No post anterior sobre o tema, analisamos a
única hipótese de matrimônio sacramental válido que pode ser dissolvido: o
matrimônio rato e não consumado.
Contudo,
também dissemos que o matrimônio meramente natural (matrimônio entre não-batizados
ou entre um batizado e um não-batizado), embora não seja sacramento, é
verdadeiro matrimônio e, como tal, em regra é naturalmente indissolúvel. Mas,
por não ser sacramento, sua indissolubilidade não está ornada da mesma firmeza
presente no matrimônio sacramental, conforme ensina o cân. 1056[1].

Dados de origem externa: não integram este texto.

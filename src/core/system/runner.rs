// SPDX-License-Identifier: Apache-2.0
// Copyright 2025 itsakeyfut
//
// Licensed under the Apache License, Version 2.0 (the "License");
// you may not use this file except in compliance with the License.
// You may obtain a copy of the License at
//
//     http://www.apache.org/licenses/LICENSE-2.0
//
// Unless required by applicable law or agreed to in writing, software
// distributed under the License is distributed on an "AS IS" BASIS,
// WITHOUT WARRANTIES OR CONDITIONS OF ANY KIND, either express or implied.
// See the License for the specific language governing permissions and
// limitations under the License.

//! Threaded execution
//!
//! The [`Runner`] moves a [`System`] onto a worker thread. Control flows in
//! through a command channel; state flows out through a single-slot mailbox
//! holding the latest [`CpuSnapshot`]. Commands are only served between
//! batches, so save states are never captured mid-instruction.

use super::System;
use crate::core::cpu::CPU;
use crate::core::error::{EmulatorError, Result};
use crate::core::save_state::SaveState;
use serde::{Deserialize, Serialize};
use std::sync::mpsc::{self, Receiver, Sender, TryRecvError};
use std::sync::atomic::{AtomicBool, Ordering};
use std::sync::{Arc, Mutex, PoisonError};
use std::thread::{self, JoinHandle};

/// Presentation-facing copy of the CPU state
#[derive(Debug, Clone, Copy, PartialEq, Eq, Serialize, Deserialize)]
pub struct CpuSnapshot {
    pub pc: u32,
    pub hi: u32,
    pub lo: u32,
    pub cycles: u64,
    pub instructions: u64,
    /// r0-r15
    pub regs: [u32; 16],
}

impl CpuSnapshot {
    /// Copy the visible state out of `cpu`
    pub fn capture(cpu: &CPU) -> Self {
        let mut regs = [0u32; 16];
        regs.copy_from_slice(&cpu.regs()[..16]);

        Self {
            pc: cpu.pc(),
            hi: cpu.hi(),
            lo: cpu.lo(),
            cycles: cpu.cycles(),
            instructions: cpu.instructions(),
            regs,
        }
    }
}

/// Commands accepted by the worker thread
pub enum RunnerCommand {
    /// Stop executing, keep all state
    Pause,
    /// Continue executing
    Resume,
    /// Reset to the boot condition, keeping the paused/running mode
    Reset,
    /// Terminate the worker
    Stop,
    /// Capture a save state and send it back
    SaveState(Sender<SaveState>),
    /// Restore a save state and report the outcome
    LoadState(Box<SaveState>, Sender<Result<()>>),
}

impl RunnerCommand {
    fn name(&self) -> &'static str {
        match self {
            Self::Pause => "pause",
            Self::Resume => "resume",
            Self::Reset => "reset",
            Self::Stop => "stop",
            Self::SaveState(_) => "save-state",
            Self::LoadState(..) => "load-state",
        }
    }
}

type Mailbox = Arc<Mutex<Option<CpuSnapshot>>>;

/// Handle to a [`System`] executing on a worker thread
///
/// # Example
/// ```no_run
/// use mipsemu::core::config::EmulatorConfig;
/// use mipsemu::core::system::{Runner, System};
///
/// let mut system = System::new(EmulatorConfig::default());
/// system.start();
///
/// let runner = Runner::spawn(system, 10_000).unwrap();
/// if let Some(snapshot) = runner.latest_snapshot() {
///     println!("PC=0x{:08X}", snapshot.pc);
/// }
/// let system = runner.stop().unwrap();
/// ```
pub struct Runner {
    commands: Sender<RunnerCommand>,
    mailbox: Mailbox,
    /// Mirrors `System::is_running` as of the last batch or command
    running: Arc<AtomicBool>,
    worker: Option<JoinHandle<System>>,
}

impl Runner {
    /// Move `system` onto a new worker thread
    ///
    /// A system that is not running waits for [`resume`](Self::resume).
    /// `batch_size` instructions run between two command checks.
    pub fn spawn(system: System, batch_size: usize) -> Result<Self> {
        let (tx, rx) = mpsc::channel();
        let mailbox: Mailbox = Arc::new(Mutex::new(None));
        let worker_mailbox = Arc::clone(&mailbox);
        let running = Arc::new(AtomicBool::new(system.is_running()));
        let worker_running = Arc::clone(&running);
        let batch_size = batch_size.max(1);

        let worker = thread::Builder::new()
            .name("mipsemu-cpu".to_string())
            .spawn(move || {
                let shared = Shared {
                    mailbox: worker_mailbox,
                    running: worker_running,
                };
                worker_loop(system, rx, shared, batch_size)
            })?;

        log::info!("Runner started (batch size {})", batch_size);

        Ok(Self {
            commands: tx,
            mailbox,
            running,
            worker: Some(worker),
        })
    }

    pub fn pause(&self) -> Result<()> {
        self.send(RunnerCommand::Pause)
    }

    pub fn resume(&self) -> Result<()> {
        self.send(RunnerCommand::Resume)
    }

    pub fn reset(&self) -> Result<()> {
        self.send(RunnerCommand::Reset)
    }

    /// Capture a save state between two batches
    pub fn save_state(&self) -> Result<SaveState> {
        let (tx, rx) = mpsc::channel();
        self.send(RunnerCommand::SaveState(tx))?;
        rx.recv()
            .map_err(|_| EmulatorError::RunnerUnavailable("no save state reply".to_string()))
    }

    /// Restore a save state between two batches
    pub fn load_state(&self, state: SaveState) -> Result<()> {
        let (tx, rx) = mpsc::channel();
        self.send(RunnerCommand::LoadState(Box::new(state), tx))?;
        rx.recv()
            .map_err(|_| EmulatorError::RunnerUnavailable("no load state reply".to_string()))?
    }

    /// Most recently published snapshot
    ///
    /// Polling never blocks the worker for longer than a copy.
    pub fn latest_snapshot(&self) -> Option<CpuSnapshot> {
        *self.mailbox.lock().unwrap_or_else(PoisonError::into_inner)
    }

    /// Whether the worker is executing (false once paused or halted by a fault)
    pub fn is_running(&self) -> bool {
        self.running.load(Ordering::Acquire)
    }

    /// Stop the worker and take the system back
    pub fn stop(mut self) -> Result<System> {
        let worker = self
            .worker
            .take()
            .ok_or_else(|| EmulatorError::RunnerUnavailable("already stopped".to_string()))?;

        // The worker may already be gone after a panic; join reports that
        let _ = self.commands.send(RunnerCommand::Stop);
        worker
            .join()
            .map_err(|_| EmulatorError::RunnerUnavailable("worker thread panicked".to_string()))
    }

    fn send(&self, command: RunnerCommand) -> Result<()> {
        self.commands
            .send(command)
            .map_err(|_| EmulatorError::RunnerUnavailable("worker thread has exited".to_string()))
    }
}

impl Drop for Runner {
    fn drop(&mut self) {
        if let Some(worker) = self.worker.take() {
            let _ = self.commands.send(RunnerCommand::Stop);
            let _ = worker.join();
        }
    }
}

/// State the worker shares with the handle
struct Shared {
    mailbox: Mailbox,
    running: Arc<AtomicBool>,
}

impl Shared {
    fn publish(&self, system: &System) {
        *self.mailbox.lock().unwrap_or_else(PoisonError::into_inner) = Some(system.snapshot());
        self.running.store(system.is_running(), Ordering::Release);
    }
}

fn worker_loop(
    mut system: System,
    commands: Receiver<RunnerCommand>,
    shared: Shared,
    batch_size: usize,
) -> System {
    shared.publish(&system);

    loop {
        let command = if system.is_running() {
            match commands.try_recv() {
                Ok(command) => Some(command),
                Err(TryRecvError::Empty) => None,
                Err(TryRecvError::Disconnected) => break,
            }
        } else {
            // Paused: block until told otherwise
            match commands.recv() {
                Ok(command) => Some(command),
                Err(_) => break,
            }
        };

        if let Some(command) = command {
            log::debug!("Runner command: {}", command.name());
            match command {
                RunnerCommand::Pause => system.pause(),
                RunnerCommand::Resume => system.resume(),
                RunnerCommand::Reset => {
                    let was_running = system.is_running();
                    system.reset();
                    if was_running {
                        system.resume();
                    }
                }
                RunnerCommand::Stop => break,
                RunnerCommand::SaveState(reply) => {
                    let _ = reply.send(system.save_state());
                }
                RunnerCommand::LoadState(state, reply) => {
                    let _ = reply.send(system.load_state(&state));
                }
            }
            shared.publish(&system);
            continue;
        }

        for _ in 0..batch_size {
            if let Err(e) = system.step() {
                log::error!("Runner halted: {}", e);
                break;
            }
        }
        shared.publish(&system);
    }

    shared.running.store(false, Ordering::Release);
    log::info!(
        "Runner stopped after {} instructions",
        system.cpu().instructions()
    );
    system
}
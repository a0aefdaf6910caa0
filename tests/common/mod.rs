// SPDX-License-Identifier: Apache-2.0
// Copyright 2025 itsakeyfut
//
// Licensed under the Apache License, Version 2.0 (the "License");
// you may not use this file except in compliance with the License.
// You may obtain a copy of the License at
//
//     http://www.apache.org/licenses/LICENSE-2.0
//
// Unless required by applicable law or agreed to in writing, software
// distributed under the License is distributed on an "AS IS" BASIS,
// WITHOUT WARRANTIES OR CONDITIONS OF ANY KIND, either express or implied.
// See the License for the specific language governing permissions and
// limitations under the License.

//! Shared helpers for integration tests

pub mod fixtures;
pub mod test_roms;
// SPDX-License-Identifier: Apache-2.0
// Copyright 2025 itsakeyfut
//
// Licensed under the Apache License, Version 2.0 (the "License");
// you may not use this file except in compliance with the License.
// You may obtain a copy of the License at
//
//     http://www.apache.org/licenses/LICENSE-2.0
//
// Unless required by applicable law or agreed to in writing, software
// distributed under the License is distributed on an "AS IS" BASIS,
// WITHOUT WARRANTIES OR CONDITIONS OF ANY KIND, either express or implied.
// See the License for the specific language governing permissions and
// limitations under the License.

use bitflags::bitflags;

bitflags! {
    /// Status register bits the interpreter acts on
    #[derive(Debug, Clone, Copy, PartialEq, Eq)]
    pub struct StatusFlags: u32 {
        /// Interrupt enable
        const IE = 1 << 0;
        /// Exception level
        const EXL = 1 << 1;
        /// Error level
        const ERL = 1 << 2;
    }
}

bitflags! {
    /// Cause register bits outside the exception code field
    #[derive(Debug, Clone, Copy, PartialEq, Eq)]
    pub struct CauseFlags: u32 {
        /// Timer interrupt pending (IP7)
        const TIMER = 1 << 15;
    }
}

/// Coprocessor 0 (System Control)
///
/// Holds the 32-entry system control register file. TLB registers are
/// plain storage; address translation is not modelled.
#[derive(Debug, Clone, PartialEq, Eq)]
pub struct COP0 {
    /// COP0 registers (32 registers)
    pub(super) regs: [u32; 32],
}

impl COP0 {
    pub const INDEX: usize = 0;
    pub const RANDOM: usize = 1;
    pub const ENTRY_LO0: usize = 2;
    pub const ENTRY_LO1: usize = 3;
    pub const CONTEXT: usize = 4;
    pub const PAGE_MASK: usize = 5;
    pub const WIRED: usize = 6;
    pub const BAD_VADDR: usize = 8;
    /// Timer counter, advanced every other cycle
    pub const COUNT: usize = 9;
    pub const ENTRY_HI: usize = 10;
    /// Timer compare value
    pub const COMPARE: usize = 11;
    /// Status Register
    pub const STATUS: usize = 12;
    /// Cause Register
    pub const CAUSE: usize = 13;
    /// Exception PC
    pub const EPC: usize = 14;
    /// Processor ID
    pub const PRID: usize = 15;
    pub const CONFIG: usize = 16;
    pub const LL_ADDR: usize = 17;
    pub const WATCH_LO: usize = 18;
    pub const WATCH_HI: usize = 19;
    pub const XCONTEXT: usize = 20;
    pub const PERR: usize = 26;
    pub const CACHE_ERR: usize = 27;
    pub const TAG_LO: usize = 28;
    pub const TAG_HI: usize = 29;
    pub const ERROR_EPC: usize = 30;

    /// Status value after reset (CU0, CU1, FR)
    pub const STATUS_RESET: u32 = 0x3400_0000;

    /// R4300i processor identifier
    pub const PRID_VALUE: u32 = 0x0000_0B00;

    /// Mask of the exception code field (Cause bits 2-6)
    const EXC_CODE_MASK: u32 = 0x7C;

    /// Create a new COP0 instance with reset values
    pub fn new() -> Self {
        let mut cop0 = Self { regs: [0u32; 32] };
        cop0.reset();
        cop0
    }

    /// Reset COP0 registers to initial state
    pub fn reset(&mut self) {
        self.regs = [0u32; 32];
        self.regs[Self::STATUS] = Self::STATUS_RESET;
        self.regs[Self::PRID] = Self::PRID_VALUE;
    }

    /// Read a register, index taken modulo 32
    #[inline(always)]
    pub fn read(&self, reg: usize) -> u32 {
        self.regs[reg & 0x1F]
    }

    /// Write a register, applying the per-register policy
    ///
    /// - Index keeps its low 6 bits
    /// - Random ignores writes
    /// - Compare also acknowledges the timer interrupt
    pub fn write(&mut self, reg: usize, value: u32) {
        match reg & 0x1F {
            Self::INDEX => self.regs[Self::INDEX] = value & 0x3F,
            Self::RANDOM => {}
            Self::COMPARE => {
                self.regs[Self::COMPARE] = value;
                self.regs[Self::CAUSE] &= !CauseFlags::TIMER.bits();
            }
            index => self.regs[index] = value,
        }
    }

    /// Raw register file
    pub fn regs(&self) -> &[u32; 32] {
        &self.regs
    }

    /// Overwrite the whole register file, bypassing the write policy
    pub fn restore(&mut self, regs: &[u32; 32]) {
        self.regs = *regs;
    }

    pub fn status(&self) -> StatusFlags {
        StatusFlags::from_bits_retain(self.regs[Self::STATUS])
    }

    pub fn set_status(&mut self, flags: StatusFlags) {
        self.regs[Self::STATUS] = flags.bits();
    }

    pub fn cause(&self) -> CauseFlags {
        CauseFlags::from_bits_retain(self.regs[Self::CAUSE])
    }

    /// Exception code currently recorded in Cause
    pub fn exception_code(&self) -> u32 {
        (self.regs[Self::CAUSE] & Self::EXC_CODE_MASK) >> 2
    }

    /// Record an exception: EPC, Cause code, and the exception level bit
    pub(super) fn enter_exception(&mut self, code: u32, epc: u32) {
        self.regs[Self::EPC] = epc;
        let cause = self.regs[Self::CAUSE];
        self.regs[Self::CAUSE] = (cause & !Self::EXC_CODE_MASK) | ((code & 0x1F) << 2);
        self.regs[Self::STATUS] |= StatusFlags::EXL.bits();
    }

    /// Leave exception level, returning the address to resume at
    pub(super) fn return_from_exception(&mut self) -> u32 {
        self.regs[Self::STATUS] &= !StatusFlags::EXL.bits();
        self.regs[Self::EPC]
    }

    /// Advance Count by one tick
    pub(super) fn tick_count(&mut self) {
        self.regs[Self::COUNT] = self.regs[Self::COUNT].wrapping_add(1);
    }

    /// Latch the timer interrupt when Count matches Compare
    pub(super) fn check_timer(&mut self) {
        if self.regs[Self::COUNT] == self.regs[Self::COMPARE] {
            self.regs[Self::CAUSE] |= CauseFlags::TIMER.bits();
        }
    }
}

impl Default for COP0 {
    fn default() -> Self {
        Self::new()
    }
}

/// Exception cause codes
///
/// These correspond to the exception codes stored in Cause bits 2-6
/// when a CPU exception occurs.
#[derive(Debug, Clone, Copy, PartialEq, Eq)]
#[repr(u32)]
pub enum ExceptionCause {
    /// Syscall instruction executed
    Syscall = 8,
    /// Breakpoint instruction executed
    Breakpoint = 9,
    /// Arithmetic overflow
    Overflow = 12,
}

impl ExceptionCause {
    /// Code written into Cause
    pub fn code(self) -> u32 {
        self as u32
    }
}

Por isso, existe mais de uma hipótese em que o matrimônio natural válido pode
ser dissolvido (repita-se: em se tratando de matrimônio sacramental válido, há uma
única hipótese de dissolução - o matrimônio rato e não consumado).
Expliquemos a
primeira hipótese de matrimônio natural válido que pode ser dissolvido:
trata-se da situação abarcada pelo chamado privilégio
paulino.
Em nome de
um bem maior, qual seja, a preservação
da fé[2]
(e, obviamente, a salvação da alma), o matrimônio válido entre não-cristãos (que
não é sacramento), naturalmente indissolúvel, pode excepcionalmente ser
dissolvido para privilegiar a fé de um dos cônjuges que se converte ao
cristianismo (não necessariamente ao catolicismo,
basta que se torne cristão por meio de Igreja ou comunidade eclesial cristã não-católica
que administre validamente o batismo). É o privilégio
paulino, previsto diretamente pelo Apóstolo São Paulo (daí seu nome).
Vejamos a passagem bíblica que lhe serve de fundamento (I Coríntios 7, 12-15):
"Aos
outros, digo eu, não o Senhor: se um irmão desposou uma mulher pagã (sem a fé)
e esta consente em morar com ele, não a repudie. Se uma mulher desposou um
marido pagão e este consente em coabitar com ela, não repudie o marido. Porque
o marido que não tem a fé é santificado por sua mulher; assim como a mulher que
não tem a fé é santificada pelo marido que recebeu a fé. Do contrário, os
vossos filhos seriam impuros quando, na realidade, são santos. Mas, se o pagão quer separar-se, que se
separe; em tal caso, nem o irmão nem a irmã estão ligados. Deus vos chamou
a viver em paz."
É justamente
isso que a Igreja prevê no cânone 1.143 do Código de Direito Canônico:
"Cân.
1143 - § 1. O matrimônio celebrado entre
dois não-batizados dissolve-se pelo privilégio paulino, em favor da fé da parte que recebeu o
batismo, pelo próprio fato de esta parte contrair novo matrimônio, contanto que a parte não-batizada se afaste.
§ 2.
Considera-se que a parte não-batizada se afasta, se não quer coabitar com a parte batizada, ou se não quer coabitar com ela pacificamente sem ofensa ao Criador, a
não ser que esta, após receber o batismo, lhe tenha dado justo motivo para se
afastar."
Portanto,
busca-se tutelar a fé do convertido ao cristianismo nestas duas situações: 1) se
o convertido for abandonado pelo cônjuge não-cristão; 2) mesmo não abandonando
o convertido, o não-cristão não deseja conviver pacificamente sem ofensa ao
Criador (ex: colocando obstáculos para a vivência da fé do cônjuge convertido)[3].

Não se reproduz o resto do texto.